Step 1: Determination of the value of $q$

$\begin{array}{rcl}\therefore 2q& =& p+r\\ & \Rightarrow & q=\frac{p+r}{2}\end{array}$

Step 2: Formation of the equation to find the required roots

The quadratic equation of the form $a{x}^2+bx+c=0$ then the real roots will be when the discriminant is greater than or equal to zero.

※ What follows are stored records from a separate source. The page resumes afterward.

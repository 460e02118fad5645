//! Errors and handler panic isolation.
//!
//! Handlers run by the core (lifetime cleanups, get/set listeners,
//! transaction flushes) are user code. A panicking handler must never stop
//! the remaining handlers of the same batch from running, and it must never
//! leave a registry half-updated. Every batch therefore runs through a
//! [`PanicSink`]: each handler is isolated with `catch_unwind`, failures are
//! logged, and the first payload is resumed on the caller once the whole
//! batch is done.

use std::any::Any;
use std::fmt;
use std::panic::{self, AssertUnwindSafe};

use thiserror::Error;

use crate::observer::PropertyId;

/// Result alias used across the crate.
pub type Result<T> = std::result::Result<T, ReactiveError>;

/// Errors surfaced by the reactive core.
#[derive(Debug, Error)]
pub enum ReactiveError {
    /// One or more handlers panicked while a batch was running.
    #[error("{failed} handler(s) panicked during {phase}: {message}")]
    HandlerPanicked {
        phase: Phase,
        failed: usize,
        /// Message of the first panic.
        message: String,
    },

    /// A computed value was read while its own expression was evaluating.
    #[error("computed {property} was read while evaluating itself")]
    CyclicComputed { property: PropertyId },

    /// Transactions were nested deeper than the configured limit.
    #[error("transaction nesting exceeded the limit of {limit}")]
    TransactionDepthExceeded { limit: usize },

    #[error("invalid runtime config: {0}")]
    InvalidConfig(String),

    #[error("failed to parse runtime config: {0}")]
    ConfigParse(#[from] serde_json::Error),

    /// `Runtime::init_global` was called after the global runtime existed.
    #[error("the global runtime is already initialized")]
    GlobalAlreadyInitialized,
}

/// The kind of batch a handler was running in.
#[derive(Debug, Clone, Copy, PartialEq, Eq)]
pub enum Phase {
    Termination,
    GetEmission,
    SetEmission,
    TransactionFlush,
}

impl fmt::Display for Phase {
    fn fmt(&self, f: &mut fmt::Formatter<'_>) -> fmt::Result {
        let name = match self {
            Phase::Termination => "lifetime termination",
            Phase::GetEmission => "get emission",
            Phase::SetEmission => "set emission",
            Phase::TransactionFlush => "transaction flush",
        };
        f.write_str(name)
    }
}

type PanicPayload = Box<dyn Any + Send + 'static>;

/// Collects panics from a batch of handlers.
pub(crate) struct PanicSink {
    phase: Phase,
    failed: usize,
    first: Option<PanicPayload>,
}

impl PanicSink {
    pub(crate) fn new(phase: Phase) -> Self {
        Self {
            phase,
            failed: 0,
            first: None,
        }
    }

    /// Run one handler, catching a panic if it raises one.
    pub(crate) fn run<F: FnOnce()>(&mut self, handler: F) {
        if let Err(payload) = panic::catch_unwind(AssertUnwindSafe(handler)) {
            self.failed += 1;
            tracing::warn!(
                phase = %self.phase,
                message = panic_message(payload.as_ref()),
                "handler panicked"
            );
            if self.first.is_none() {
                self.first = Some(payload);
            }
        }
    }

    /// Resume the first caught panic, if any.
    pub(crate) fn finish(self) {
        if let Some(payload) = self.first {
            panic::resume_unwind(payload);
        }
    }

    /// Convert the caught panics into an error instead of unwinding.
    pub(crate) fn into_result(self) -> Result<()> {
        match self.first {
            None => Ok(()),
            Some(payload) => Err(ReactiveError::HandlerPanicked {
                phase: self.phase,
                failed: self.failed,
                message: panic_message(payload.as_ref()).to_owned(),
            }),
        }
    }
}

/// Best-effort text of a panic payload.
pub(crate) fn panic_message(payload: &(dyn Any + Send)) -> &str {
    if let Some(message) = payload.downcast_ref::<&'static str>() {
        message
    } else if let Some(message) = payload.downcast_ref::<String>() {
        message.as_str()
    } else {
        "<non-string panic payload>"
    }
}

$\mathit{D}\mathbf{=}{\mathit{q}}^{\mathbf{2}}\mathbf{–}\mathbf{4}\mathit{p}\mathit{r}\mathbf{\ge }\mathbf{0}$, where $q=b,p=a,\text{and}r=c$

Put the value $\begin{array}{rcl}& & \left(q=\frac{p+r}{2}\right)\end{array}$ in the above equation

$\begin{array}{rcl}\therefore {\left(\frac{p+r}{2}\right)}^2–4pr& \ge & 0\\ & \Rightarrow & \frac{{\left(p+r\right)}^2-16pr}{4}\ge 0\\ & \Rightarrow & p^2+r^2+2pr-16pr\ge 0\\ & \Rightarrow & p^2+r^2-14pr\ge 0\\ \Rightarrow p^2+r^2& \ge & 14pr\end{array}$

Divide by $pr$ on both the sides, then

$\begin{array}{rcl}\therefore \left(\frac{p}{r}\right)+\left(\frac{r}{p}\right)& \ge & 14\end{array}$

Now, put $t=\frac{r}{p}$ the above equation will become,

$\begin{array}{rcl}\therefore \left(\frac{1}{t}\right)+t& \ge & 14\\ & \Rightarrow & 1+t^2\ge 14t\\ & \Rightarrow & 1+t^2-14t\ge 0\end{array}$

Step 3: Solve the inequality by the perfect square method.

Add and subtract $49$ from the LHS,

$\begin{array}{rcl}\therefore 1+t^2-14t+49-49& \ge & 0\\ & \Rightarrow & t^2-14t+7^2-48\ge 0\\ & \Rightarrow & t^2-14t+7^2\ge 48\\ {\Rightarrow \left(t–7\right)}^2& \ge & {\left(4\sqrt{3}\right)}^2\end{array}$

Take the square root on both the sides,

$\begin{array}{rcl}\therefore |t–7|& \ge & 4\sqrt{3}\\ & \Rightarrow & \left|\left(\frac{r}{p}\right)–7\right|\ge 4\sqrt{3}\left(\because \mathrm{t}=\frac{\mathrm{r}}{\mathrm{p}}\right)\end{array}$

Hence, option (A) is correct.